* [Listed records]:
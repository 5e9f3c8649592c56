//! Environment overrides
//!
//! Precedence is explicit flag > `ENSUREBIN_*` variable > ambient default.
//! The CLI fills in flags with [`Overrides::apply`] after
//! [`Overrides::from_env`] has read the environment.

use log::warn;
use std::path::PathBuf;

use super::consts::env;
use crate::platform::PlatformArch;

#[derive(Debug, Clone, Default, PartialEq, Eq)]
pub struct Overrides {
    pub platform: Option<String>,
    pub arch: Option<String>,
    pub proxy: Option<String>,
    /// `None` means verify certificates
    pub strict_ssl: Option<bool>,
    /// Inline PEM content, wins over `cafile`
    pub ca: Option<String>,
    pub cafile: Option<PathBuf>,
    pub tmp: Option<PathBuf>,
    pub user_agent: Option<String>,
}

impl Overrides {
    pub fn from_env() -> Self {
        Self::from_lookup(|key| std::env::var(key).ok())
    }

    /// Builds overrides from an arbitrary variable lookup
    ///
    /// Empty values count as unset.
    pub fn from_lookup<F>(lookup: F) -> Self
    where
        F: Fn(&str) -> Option<String>,
    {
        let get = |key: &str| lookup(key).filter(|value| !value.is_empty());

        let strict_ssl = get(env::STRICT_SSL).and_then(|value| {
            let parsed = parse_bool(&value);
            if parsed.is_none() {
                warn!(
                    "Ignoring {}={:?}, expected true or false",
                    env::STRICT_SSL,
                    value
                );
            }
            parsed
        });

        Self {
            platform: get(env::PLATFORM),
            arch: get(env::ARCH),
            proxy: env::PROXY_CHAIN.iter().find_map(|key| get(*key)),
            strict_ssl,
            ca: get(env::CA),
            cafile: get(env::CAFILE).map(PathBuf::from),
            tmp: get(env::TMP).map(PathBuf::from),
            user_agent: get(env::USER_AGENT),
        }
    }

    /// Layers explicitly passed values on top
    pub fn apply(mut self, explicit: Overrides) -> Self {
        let Overrides {
            platform,
            arch,
            proxy,
            strict_ssl,
            ca,
            cafile,
            tmp,
            user_agent,
        } = explicit;

        self.platform = platform.or(self.platform);
        self.arch = arch.or(self.arch);
        self.proxy = proxy.or(self.proxy);
        self.strict_ssl = strict_ssl.or(self.strict_ssl);
        self.ca = ca.or(self.ca);
        self.cafile = cafile.or(self.cafile);
        self.tmp = tmp.or(self.tmp);
        self.user_agent = user_agent.or(self.user_agent);
        self
    }

    pub fn strict_ssl(&self) -> bool {
        self.strict_ssl.unwrap_or(true)
    }

    pub fn target(&self) -> PlatformArch {
        PlatformArch::with_overrides(self.platform.as_deref(), self.arch.as_deref())
    }
}

pub fn parse_bool(value: &str) -> Option<bool> {
    match value.trim().to_ascii_lowercase().as_str() {
        "1" | "true" | "yes" | "on" => Some(true),
        "0" | "false" | "no" | "off" => Some(false),
        _ => None,
    }
}
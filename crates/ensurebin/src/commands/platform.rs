//! Platform command - show which download applies to the target

use anyhow::Result;
use colored::Colorize;
use ensurebin_core::PlatformArch;
use ensurebin_core::config::Overrides;
use ensurebin_fetch::resolve_download_spec;
use serde::Serialize;
use std::path::PathBuf;

use crate::context::Context;
use crate::output::print_json;

#[derive(Serialize)]
struct PlatformReport {
    target: TargetInfo,
    host: TargetInfo,
    /// `None` when the target is unsupported
    download: Option<DownloadInfo>,
}

#[derive(Serialize)]
struct TargetInfo {
    platform: String,
    arch: String,
}

#[derive(Serialize)]
struct DownloadInfo {
    url: String,
    checksum: String,
}

impl From<&PlatformArch> for TargetInfo {
    fn from(target: &PlatformArch) -> Self {
        Self {
            platform: target.platform.to_string(),
            arch: target.arch.to_string(),
        }
    }
}

/// Execute `ensurebin platform`
pub fn run(package_dir: Option<PathBuf>, explicit: Overrides, json: bool) -> Result<()> {
    let ctx = Context::load(package_dir)?;
    let target = Overrides::from_env().apply(explicit).target();
    let host = PlatformArch::host();
    let spec = resolve_download_spec(&ctx.manifest.downloads, &target);

    if json {
        return Ok(print_json(&PlatformReport {
            target: TargetInfo::from(&target),
            host: TargetInfo::from(&host),
            download: spec.map(|spec| DownloadInfo {
                url: spec.url.to_string(),
                checksum: spec.checksum,
            }),
        })?);
    }

    println!("Target: {}", target);
    println!("Host:   {}", host);
    match spec {
        Some(spec) => {
            println!("{} {} is supported", "✓".green(), target);
            println!("  URL: {}", spec.url);
            println!("  SHA-256: {}", spec.checksum);
        }
        None => println!(
            "{} {} is unsupported: no download of {}",
            "✗".red(),
            target,
            ctx.manifest.binary.name
        ),
    }

    Ok(())
}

* [Assigned task]: What you return must be the lines above that run from the line with "self.ca = ca.or(self.ca);" to the line with "use anyhow::Result;", inclusive, each copied exactly.

* [Reply]:
        self.ca = ca.or(self.ca);
        self.cafile = cafile.or(self.cafile);
        self.tmp = tmp.or(self.tmp);
        self.user_agent = user_agent.or(self.user_agent);
        self
    }

    pub fn strict_ssl(&self) -> bool {
        self.strict_ssl.unwrap_or(true)
    }

    pub fn target(&self) -> PlatformArch {
        PlatformArch::with_overrides(self.platform.as_deref(), self.arch.as_deref())
    }
}

pub fn parse_bool(value: &str) -> Option<bool> {
    match value.trim().to_ascii_lowercase().as_str() {
        "1" | "true" | "yes" | "on" => Some(true),
        "0" | "false" | "no" | "off" => Some(false),
        _ => None,
    }
}
filename crates/ensurebin/src/commands/platform.rs
//! Platform command - show which download applies to the target

use anyhow::Result;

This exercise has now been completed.